I work every day with incredible people who have received a diagnosis of ADHD – and while it isn’t as feared as autism, most people sadly have a pretty negative perception around the diagnosis. But I happen to agree with Brian Mayer above: the diagnosis gives information, but it isn’t the final word.

Last month, I referenced author Nick Tasler and his book, The Impulse Factor. I really like how he concludes his book:

. . . genes are simply a guide to potential behaviors, as opposed to an all-inclusive determinant of behavior. For example, supposing that some variation of the DRD4 gene creates a reduced sensitivity to dopamine, it can only tell us that a person has a reduced sensitivity to dopamine. What it cannot determine is how that person will go about compensating for that reduced dopamine sensitivity. Maybe that individual will be a crazy driver, a compulsive gambler, a sex addict, a drug addict, or a deadbeat.
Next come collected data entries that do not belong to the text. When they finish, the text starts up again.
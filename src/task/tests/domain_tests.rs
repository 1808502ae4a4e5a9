//! Unit tests for task domain scalar types.

use crate::auth::domain::UserId;
use crate::task::domain::{
    ParsePriorityError, Priority, PriorityAdvice, SuggestionState, Task, TaskDomainError, TaskId,
    TaskTitle,
};
use mockable::DefaultClock;
use rstest::rstest;

#[rstest]
fn task_ids_are_unique() {
    assert_ne!(TaskId::new(), TaskId::new());
}

#[rstest]
#[case("Write tests", "Write tests")]
#[case("  padded  ", "padded")]
fn task_title_trims_input(#[case] raw: &str, #[case] expected: &str) {
    let title = TaskTitle::new(raw).expect("title should validate");
    assert_eq!(title.as_str(), expected);
}

#[rstest]
#[case("")]
#[case("   ")]
#[case("\t\n")]
fn task_title_rejects_blank_input(#[case] raw: &str) {
    assert_eq!(TaskTitle::new(raw), Err(TaskDomainError::EmptyTitle));
}

#[rstest]
#[case(Priority::Low, "low")]
#[case(Priority::Medium, "medium")]
#[case(Priority::High, "high")]
fn priority_round_trips_through_storage_form(#[case] priority: Priority, #[case] text: &str) {
    assert_eq!(priority.as_str(), text);
    assert_eq!(Priority::try_from(text), Ok(priority));
}

#[rstest]
fn priority_parse_normalises_case_and_whitespace() {
    assert_eq!(Priority::try_from(" High "), Ok(Priority::High));
}

#[rstest]
fn priority_parse_rejects_unknown_values() {
    assert_eq!(
        Priority::try_from("urgent"),
        Err(ParsePriorityError("urgent".to_owned()))
    );
}

#[rstest]
fn priority_defaults_to_medium() {
    assert_eq!(Priority::default(), Priority::Medium);
}

#[rstest]
#[case(PriorityAdvice::Keep, "keep")]
#[case(PriorityAdvice::Set(Priority::High), "high")]
fn priority_advice_round_trips_through_storage_form(
    #[case] advice: PriorityAdvice,
    #[case] text: &str,
) {
    assert_eq!(advice.as_str(), text);
    assert_eq!(PriorityAdvice::try_from(text), Ok(advice));
}

#[rstest]
fn priority_advice_serialises_as_a_bare_string() {
    let serialized =
        serde_json::to_string(&PriorityAdvice::Keep).expect("serialisation should succeed");
    assert_eq!(serialized, "\"keep\"");

    let parsed: PriorityAdvice =
        serde_json::from_str("\"low\"").expect("deserialisation should succeed");
    assert_eq!(parsed, PriorityAdvice::Set(Priority::Low));
}

#[rstest]
fn new_task_starts_clean_and_incomplete() {
    let title = TaskTitle::new("Write tests").expect("valid title");
    let task = Task::new(
        UserId::new(),
        title,
        String::new(),
        Priority::default(),
        &DefaultClock,
    );

    assert!(!task.completed());
    assert_eq!(task.priority(), Priority::Medium);
    assert_eq!(task.suggestion(), &SuggestionState::Clean);
    assert_eq!(task.description(), "");
    assert_eq!(task.created_at(), task.updated_at());
}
Or maybe he will get his dopamine fix by burying himself in scientific endeavors and revolutionizing physics or neurology in the process. Or maybe she will push the boundaries of our thinking about the way people conduct business, or revolutionize how we as humans display compassion. To a large extent these paths will always be a matter of choice. Just as the launchpad can never fully determine the destination, neither can a gene ever fully determine the path we choose to follow. (pp. 221-222)

We can choose our story. What do you want your story to say about you and your life? It’s a great exercise to think about our life experiences and craft what our experiences mean and say about us. If this idea speaks to you, I hope you’ll take this challenge to write your personal 150 word life story. I bet it will be a gem!